Attorney Susan Burke:
- I think the verdict sends a very loud and large message to the globe that the American judicial system can operate properly.
- That American juries understand when they see war crimes, they understand when they hear about a massacre.
- We began working before the Abu-Ghraib photos were leaked. It began when Bob Woodward wrote a story for the Washington Post that revealed that the Bush Administration had decided to use torture as an instrument in the war.
- We viewed this outsourcing as a potential weak flank in a sense in order to use legal mechanisms, lawsuits in order to prevent this country from departing with its values.
- We were putting the evidence together before the photos leaked and suddenly we had a lot more evidence to sue the 2 government contractors L3 and CACI that were involved in the Abu-Ghraib torture.
- The Blackwater case fits into that rubrick where we brought several different law suits along with the Center for Constitutional Rights.
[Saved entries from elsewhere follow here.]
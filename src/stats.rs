//! Iteration over pools and aggregated statistics.

use std::ops::ControlFlow;

use crate::mempool::PoolStats;
use crate::util::size::format_bytes;

/// Aggregated totals across every pool.
#[derive(Debug, Clone, Copy, Default, PartialEq, Eq)]
pub struct AllocStats {
    /// Bytes currently in use across all pools.
    pub used: usize,
    /// Bytes reserved (live slabs) across all pools.
    pub total: usize,
}

impl std::fmt::Display for AllocStats {
    fn fmt(&self, f: &mut std::fmt::Formatter<'_>) -> std::fmt::Result {
        write!(f, "used {} / total {}", format_bytes(self.used), format_bytes(self.total))
    }
}

/// Walk every pool in index order, aggregating `used`/`total` and
/// invoking `visitor` with each pool's stats. Iteration stops early if
/// `visitor` returns [`ControlFlow::Break`].
pub fn collect<'a>(
    pools: impl Iterator<Item = &'a PoolStats>,
    mut visitor: impl FnMut(&PoolStats) -> ControlFlow<()>,
) -> AllocStats {
    let mut totals = AllocStats::default();
    for stats in pools {
        totals.used += stats.used;
        totals.total += stats.total;
        if visitor(stats).is_break() {
            break;
        }
    }
    totals
}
We brought the seven law suits for the victims of the Nisour Square massacre as well as for many other victims.
- If you think about we’re going to the home turf of the wrong doers. The corporations are based in Virginia actually, and so we sued them in their home turf.
- There’s one (civil) case remaining that’s now being handled by Baher Azmy at CCR and they just got a win from the Fourth Circuit – again getting permission for the case to proceed.
- The vast majority of victims have settled with L3 paying 5.25 million.
- Blackwater is a mercenary company that basically earned over a billion dollars from the State Department.
- They were not at Abu Ghraib rather they were providing security for all of the diplomats and other Americans in Iraq.
- At the time they were owned by Erik Prince, operated without any oversight from the State Department and they were involved with a significant number of instances were unnecessary and excessive force was used.
- Erik Prince ended up entering into a settlement and all of those folks obtained compensation.
- Prince then sold the company, retained a revenue stream but the company became Academi.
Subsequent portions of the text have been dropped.